Tinta Media - Muamalah, mungkin kita sudah biasa mendengarnya. Akan tetapi, bermuamalah itu sebenarnya apa?
Suatu aturan dalam hukum Islam yang mengatur perilaku manusia di dunia, yang berkaitan dengan harta milik manusia disebut fiqh muamalah. Konsep dasar yang dimiliki oleh fiqih muamalah biasanya mencakup tentang masalah transaksi komersial, seperti jual beli barang, sewa-menyewa barang, dan tukar-menukar barang.
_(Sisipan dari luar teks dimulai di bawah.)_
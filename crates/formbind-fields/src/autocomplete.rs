//! Autocomplete field binder.

use formbind_core::{
    display_label, is_selected, normalize, resolve_stored_value, CanonicalOption, ConfigError,
    FieldValidator, FormState, SelectionEvent, UpdateDispatcher, UpdateForm,
};
use serde_json::Value;

use crate::config::FieldConfig;

/// Binds an autocomplete widget to form state.
///
/// The underlying widget delivers its change payload sometimes as the full
/// option record and sometimes as the already-stored value; both shapes flow
/// through [`SelectionEvent`] classification, so label lookup and selection
/// checks work in either direction.
pub struct AutocompleteBinder {
    config: FieldConfig,
    options: Vec<Value>,
    dispatcher: UpdateDispatcher,
    validator: Box<dyn FieldValidator>,
    errors: Vec<String>,
}

impl AutocompleteBinder {
    /// Creates a binder; fails when the config has no attribute.
    ///
    /// The presented option order is derived once here (and again on
    /// [`AutocompleteBinder::set_options`]), so a randomized field reshuffles
    /// per options-list change, not per render.
    pub fn new(config: FieldConfig, validator: Box<dyn FieldValidator>) -> Result<Self, ConfigError> {
        config.ensure_attribute()?;
        let options = config.derive_options();
        let dispatcher = UpdateDispatcher::new(&config.attribute);
        Ok(Self {
            config,
            options,
            dispatcher,
            validator,
            errors: Vec::new(),
        })
    }

    /// Returns the field configuration.
    pub fn config(&self) -> &FieldConfig {
        &self.config
    }

    /// Returns the presented option sequence.
    pub fn options(&self) -> &[Value] {
        &self.options
    }

    /// Returns the canonical form of every presented option.
    pub fn canonical_options(&self) -> Vec<CanonicalOption> {
        self.options
            .iter()
            .map(|o| normalize(o, self.config.option_config.as_ref(), false))
            .collect()
    }

    /// Replaces the option list, re-deriving presentation order.
    pub fn set_options(&mut self, options: Vec<Value>) {
        self.config.options = options;
        self.options = self.config.derive_options();
    }

    /// Returns the current error list.
    pub fn errors(&self) -> &[String] {
        &self.errors
    }

    /// Resolves the display label for a widget payload of either shape.
    pub fn option_label(&self, payload: &Value) -> String {
        let event = SelectionEvent::classify(payload.clone(), self.config.option_config.as_ref());
        display_label(&event, &self.options, self.config.option_config.as_ref())
    }

    /// Returns whether `candidate` (either shape) selects `option`.
    pub fn is_option_selected(&self, option: &Value, candidate: &Value) -> bool {
        is_selected(option, candidate, self.config.option_config.as_ref())
    }

    /// Returns the widget-facing current value: the stored value, or the
    /// empty selection for the field's arity.
    pub fn selected_value(&self, form: &FormState) -> Value {
        form.value_of(&self.config.attribute).cloned().unwrap_or_else(|| {
            if self.config.multiple {
                Value::Array(Vec::new())
            } else {
                Value::Null
            }
        })
    }

    /// Handles a selection change: reduces the payload to stored form and
    /// commits it (patch convention).
    pub fn on_change(&mut self, payload: Value, sink: &mut dyn UpdateForm) {
        let stored = resolve_stored_value(&payload, self.config.option_config.as_ref(), self.config.multiple);
        self.dispatcher.commit_patch(stored, sink);
    }

    /// Handles loss of focus: validates the current stored value.
    pub fn on_blur(&mut self, form: &FormState) -> &[String] {
        self.errors = self.dispatcher.validate_current(form, self.validator.as_ref());
        &self.errors
    }

    /// Validates the current stored value on demand.
    pub fn validate_now(&mut self, form: &FormState) -> &[String] {
        self.errors = self.dispatcher.validate_current(form, self.validator.as_ref());
        &self.errors
    }
}

impl std::fmt::Debug for AutocompleteBinder {
    fn fmt(&self, f: &mut std::fmt::Formatter<'_>) -> std::fmt::Result {
        f.debug_struct("AutocompleteBinder")
            .field("attribute", &self.config.attribute)
            .field("options", &self.options.len())
            .field("errors", &self.errors)
            .finish_non_exhaustive()
    }
}

#[cfg(test)]
mod tests {
    use super::*;
    use formbind_core::{NoValidation, OptionConfig};
    use serde_json::json;

    fn id_name_binder(multiple: bool) -> AutocompleteBinder {
        let mut config = FieldConfig::new("choice")
            .options(vec![json!({"id": 1, "name": "A"}), json!({"id": 2, "name": "B"})])
            .option_config(OptionConfig::new().value("id").label("name"));
        if multiple {
            config = config.multiple();
        }
        AutocompleteBinder::new(config, Box::new(NoValidation)).unwrap()
    }

    #[test]
    fn test_select_commits_stored_value() {
        let mut binder = id_name_binder(false);
        let mut form = FormState::new();
        binder.on_change(json!({"id": 2, "name": "B"}), &mut form);
        assert_eq!(form.get("choice"), Some(&json!(2)));
    }

    #[test]
    fn test_label_from_either_representation() {
        let binder = id_name_binder(false);
        // Full option record.
        assert_eq!(binder.option_label(&json!({"id": 2, "name": "B"})), "B");
        // Already-stored value, reverse-resolved through the option set.
        assert_eq!(binder.option_label(&json!(2)), "B");
        // Unknown stored value falls back to its own string form.
        assert_eq!(binder.option_label(&json!(9)), "9");
    }

    #[test]
    fn test_selected_value_defaults_by_arity() {
        let single = id_name_binder(false);
        let multi = id_name_binder(true);
        let form = FormState::new();
        assert_eq!(single.selected_value(&form), Value::Null);
        assert_eq!(multi.selected_value(&form), json!([]));
    }

    #[test]
    fn test_multiple_change_event_array() {
        let mut binder = id_name_binder(true);
        let mut form = FormState::new();
        // The widget hands back the full selection array of raw options.
        binder.on_change(json!([{"id": 1, "name": "A"}, {"id": 2, "name": "B"}]), &mut form);
        assert_eq!(form.get("choice"), Some(&json!([1, 2])));
    }

    #[test]
    fn test_clear_commits_absent() {
        let mut binder = id_name_binder(false);
        let mut form = FormState::from_value(json!({"choice": 1}));
        binder.on_change(Value::Null, &mut form);
        assert!(form.is_absent("choice"));
    }

    #[test]
    fn test_is_option_selected_both_shapes() {
        let binder = id_name_binder(false);
        let option = json!({"id": 1, "name": "A"});
        assert!(binder.is_option_selected(&option, &json!(1)));
        assert!(binder.is_option_selected(&option, &json!({"id": 1, "name": "A"})));
        assert!(!binder.is_option_selected(&option, &json!(2)));
    }

    #[test]
    fn test_blur_validates_fresh_state() {
        let validator = |value: Option<&Value>| -> Vec<String> {
            if value.is_some() {
                Vec::new()
            } else {
                vec!["pick one".to_string()]
            }
        };
        let config = FieldConfig::new("choice");
        let mut binder = AutocompleteBinder::new(config, Box::new(validator)).unwrap();

        let mut form = FormState::new();
        assert_eq!(binder.on_blur(&form).len(), 1);

        form.set("choice", json!(1));
        assert!(binder.on_blur(&form).is_empty());
    }
}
Ekonomi Islam bisa diibaratkan seperti sebuah rumah yang memiliki tiga bagian penting, yang menentukan apakah rumah tersebut kuat dan kokoh atau gampang roboh. Tiga bagian tersebut adalah:
Pertama, pondasi ekonomi Islam yang di dalamnya meliputi: Tauhid, Adl, Nubuwwah, Khilafah, Ma’ad
Kedua, tiang ekonomi Islam yang mencakup:
Multiple Ownership, Freedom of Act, Social Justice
Ketiga, atap ekonomi Islam yang tidak lain ialah Akhlak.
Bermuamalah menurut agama Islam ialah suatu kegiatan yang mengatur hal-hal yang berhubungan dengan tata cara hidup sesama umat manusia untuk memenuhi keperluan hidup sehari-hari. Tentunya, aktivitas ini tidak boleh menyimpang dari syariat Islam.
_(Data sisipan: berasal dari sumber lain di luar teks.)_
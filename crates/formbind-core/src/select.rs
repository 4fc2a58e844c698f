//! Selection events and the adapter between widget and stored representations.
//!
//! An underlying selection widget delivers its change payload in one of two
//! shapes: the full raw option (e.g., when the selection box opens) or the
//! already-reduced stored value (e.g., on reselection from state). The
//! [`SelectionEvent`] union makes that duality explicit instead of relying on
//! runtime type inspection at every use site.

use serde_json::Value;

use crate::options::{display_text, normalize, OptionConfig};

/// A selection payload, classified by representation.
#[derive(Debug, Clone, PartialEq)]
pub enum SelectionEvent {
    /// The widget delivered the full raw option (or array of raw options).
    RawOption(Value),
    /// The widget delivered a value already reduced to stored form.
    StoredValue(Value),
}

impl SelectionEvent {
    /// Classifies a widget change payload.
    ///
    /// Without a `value` selector the raw and stored representations
    /// coincide, so every payload classifies as [`SelectionEvent::RawOption`].
    /// With one, structured payloads are raw options and primitives are
    /// stored values; arrays (multi-value mode) classify by their first
    /// element.
    pub fn classify(payload: Value, config: Option<&OptionConfig>) -> Self {
        let has_value_selector = config.is_some_and(|c| c.value.is_some());
        if !has_value_selector {
            return Self::RawOption(payload);
        }

        let structured = match &payload {
            Value::Array(items) => items.first().is_none_or(Value::is_object),
            other => other.is_object(),
        };

        if structured {
            Self::RawOption(payload)
        } else {
            Self::StoredValue(payload)
        }
    }

    /// Returns the carried payload.
    pub fn payload(&self) -> &Value {
        match self {
            Self::RawOption(value) | Self::StoredValue(value) => value,
        }
    }

    /// Consumes the event, returning the carried payload.
    pub fn into_payload(self) -> Value {
        match self {
            Self::RawOption(value) | Self::StoredValue(value) => value,
        }
    }
}

/// Resolves the display label for a selection event.
///
/// Raw options normalize directly. Stored values reverse-resolve through the
/// option list ([`resolve_display_value`]).
pub fn display_label(event: &SelectionEvent, options: &[Value], config: Option<&OptionConfig>) -> String {
    match event {
        SelectionEvent::RawOption(raw) => normalize(raw, config, false).label_text(),
        SelectionEvent::StoredValue(stored) => resolve_display_value(stored, options, config),
    }
}

/// Reverse-resolves a stored value to a display label.
///
/// Scans the option list for the option whose normalized value deep-equals
/// the stored value; when none matches, falls back to the stored value's own
/// string form so the field still renders (e.g., on initial load with options
/// not yet populated).
pub fn resolve_display_value(stored: &Value, options: &[Value], config: Option<&OptionConfig>) -> String {
    options
        .iter()
        .find(|option| normalize(option, config, false).value.as_ref() == Some(stored))
        .map_or_else(
            || display_text(stored),
            |option| normalize(option, config, false).label_text(),
        )
}

/// Returns whether `candidate` selects `option`.
///
/// Structured candidates compare by normalized value; primitive candidates
/// compare against the normalized value directly. Both comparisons are deep
/// structural equality, never identity: two structurally identical option
/// records are the same option.
pub fn is_selected(option: &Value, candidate: &Value, config: Option<&OptionConfig>) -> bool {
    let option_value = normalize(option, config, false).value;
    if candidate.is_object() || candidate.is_array() {
        option_value == normalize(candidate, config, false).value
    } else {
        option_value.as_ref() == Some(candidate)
    }
}

/// Reduces a selected option to the value committed to form state.
///
/// Always the normalized `value` (element-wise under `multiple`), never the
/// raw option record, keeping form state serializable and decoupled from the
/// option shape. Unresolvable maps to `Null`.
pub fn resolve_stored_value(selected: &Value, config: Option<&OptionConfig>, multiple: bool) -> Value {
    normalize(selected, config, multiple).value_or_null()
}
Kegiatan bermuamalah tidak bisa lepas dari yang namanya hubungan antar manusia. Hal ini selaras dengan konsep manusia sebagai makhluk sosial. Sebagai makhluk sosial, maka hal yang dianjurkan dalam bermasyarakat adalah tolong-menolong.
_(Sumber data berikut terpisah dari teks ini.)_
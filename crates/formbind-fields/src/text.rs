//! Free-text field binder with debounced commits.

use std::time::Instant;

use formbind_core::{
    coerce_number, display_text, ConfigError, FieldValidator, FormState, UpdateDispatcher,
    UpdateForm,
};
use serde_json::Value;

use crate::config::FieldConfig;

/// Binds a free-text (or numeric) input to form state.
///
/// Keystrokes coalesce through a per-field debounce; blur flushes any pending
/// write and validates against fresh state; Enter validates without
/// committing. Numeric fields coerce text at commit time (empty text becomes
/// the absent sentinel, a failed parse suppresses the commit).
pub struct TextFieldBinder {
    config: FieldConfig,
    dispatcher: UpdateDispatcher,
    validator: Box<dyn FieldValidator>,
    numeric: bool,
    errors: Vec<String>,
}

impl TextFieldBinder {
    /// Creates a binder; fails when the config has no attribute.
    ///
    /// Numeric coercion is derived from `props.type == "number"`, matching
    /// the declarative config shape.
    pub fn new(config: FieldConfig, validator: Box<dyn FieldValidator>) -> Result<Self, ConfigError> {
        config.ensure_attribute()?;
        let numeric = config.props.get("type").and_then(Value::as_str) == Some("number");
        let dispatcher = UpdateDispatcher::new(&config.attribute);
        Ok(Self {
            config,
            dispatcher,
            validator,
            numeric,
            errors: Vec::new(),
        })
    }

    /// Forces numeric coercion regardless of props.
    #[must_use]
    pub fn numeric(mut self) -> Self {
        self.numeric = true;
        self
    }

    /// Returns the field configuration.
    pub fn config(&self) -> &FieldConfig {
        &self.config
    }

    /// Returns whether the field has input focus.
    pub fn focused(&self) -> bool {
        self.dispatcher.focused()
    }

    /// Returns the current error list (from the last validation trigger).
    pub fn errors(&self) -> &[String] {
        &self.errors
    }

    /// Renders the stored value as input text, empty when absent.
    pub fn display_value(&self, form: &FormState) -> String {
        form.value_of(&self.config.attribute)
            .map(display_text)
            .unwrap_or_default()
    }

    /// Marks the field focused; debounced writes are only accepted while
    /// focused.
    pub fn on_focus(&mut self) {
        self.dispatcher.focus();
    }

    /// Handles a keystroke, scheduling a debounced commit of the new text.
    pub fn on_input(&mut self, text: &str, now: Instant) {
        self.dispatcher.schedule(Value::String(text.to_string()), now);
    }

    /// Drives the debounce: commits the pending text once its quiet window
    /// has elapsed.
    pub fn poll(&mut self, now: Instant, sink: &mut dyn UpdateForm) {
        if let Some(raw) = self.dispatcher.poll(now) {
            self.commit_text(raw, sink);
        }
    }

    /// Handles loss of focus: flushes any pending debounced write, then
    /// validates against the value read fresh from form state.
    pub fn on_blur(&mut self, form: &mut FormState) -> &[String] {
        if let Some(raw) = self.dispatcher.leave_focus() {
            self.commit_text(raw, form);
        }
        self.errors = self.dispatcher.validate_current(form, self.validator.as_ref());
        &self.errors
    }

    /// Handles the commit key (Enter): validates the current stored value
    /// without committing anything.
    pub fn on_enter(&mut self, form: &FormState) -> &[String] {
        self.errors = self.dispatcher.validate_current(form, self.validator.as_ref());
        &self.errors
    }

    /// Validates the current stored value on demand.
    pub fn validate_now(&mut self, form: &FormState) -> &[String] {
        self.errors = self.dispatcher.validate_current(form, self.validator.as_ref());
        &self.errors
    }

    /// Cancels any pending debounced write; called when the field unmounts.
    pub fn detach(&mut self) {
        self.dispatcher.detach();
    }

    /// Commits raw text, applying numeric coercion when configured. A failed
    /// coercion suppresses the write and leaves state unchanged.
    fn commit_text(&self, raw: Value, sink: &mut dyn UpdateForm) {
        let value = if self.numeric {
            match raw.as_str().map(coerce_number) {
                Some(Some(coerced)) => coerced,
                _ => return,
            }
        } else {
            raw
        };
        self.dispatcher.commit_patch(value, sink);
    }
}

impl std::fmt::Debug for TextFieldBinder {
    fn fmt(&self, f: &mut std::fmt::Formatter<'_>) -> std::fmt::Result {
        f.debug_struct("TextFieldBinder")
            .field("attribute", &self.config.attribute)
            .field("numeric", &self.numeric)
            .field("errors", &self.errors)
            .finish_non_exhaustive()
    }
}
Akan tetapi, jangan sampai salah. Tidak semua tolong-menolong itu dianjurkan dalam agama Islam. Ada juga tolong-menolong yang dilarang, yaitu tolong-menolong dalam hal keburukan, karena akan menimbulkan kerugikan bagi pihak yang lain.
Bermuamalah dalam Praktik Jual Beli.
Arti perdagangan atau jual beli (al-bai') secara bahasa ialah memindahkan hak milik terhadap benda dengan akad saling mengganti. Kemudian menurut istilah, makna jual beli adalah pemilikan terhadap harta atau manfaat untuk selamanya dengan bayaran harta.
Singkatnya, kegiatan pertukaran harta dengan harta untuk kepemilikan disebut jual beli.
Syarat sahnya kegiatan jual beli yaitu:
ada orang yang melakukan teransaksi (orang yang menjual dan orang yang membeli) sighat (ucapan atau akad), ada barang yang dibeli, ada uang (Nilai Tukar Pengganti Barang)
Dalam Islam sendiri ada barang-Barang yang tidak boleh diperjualbelikan. Di antaranya adalah:
• Barang-barang yang mengandung unsur najis di dalamnya ataupun barang-barang yang telah diharamkan oleh agama Islam, seperti minuman keras, daging babi, bangkai, dan sebagainya. Di antara bangkai terdapat sebuah pengecualian, yakni bangkai ikan dan belalang.
• Barang yang jelas-jelas tidak ada di tangan, sehingga tidak sah menjual burung yang sedang terbang di udara, menjual unta atau sejenisnya yang sedang kabur dari kendang.
Murabahah, salam, istihsna dan sharf merupakan contoh dari jual beli yang diperbolehkan dalam Islam. Sedangkan contoh dari jual beli yang tidak diperbolehkan dalam Islam di antaranya adalah ba’i najasy, taghrir, tadlis, gharar, ikhtikar, dan risywah.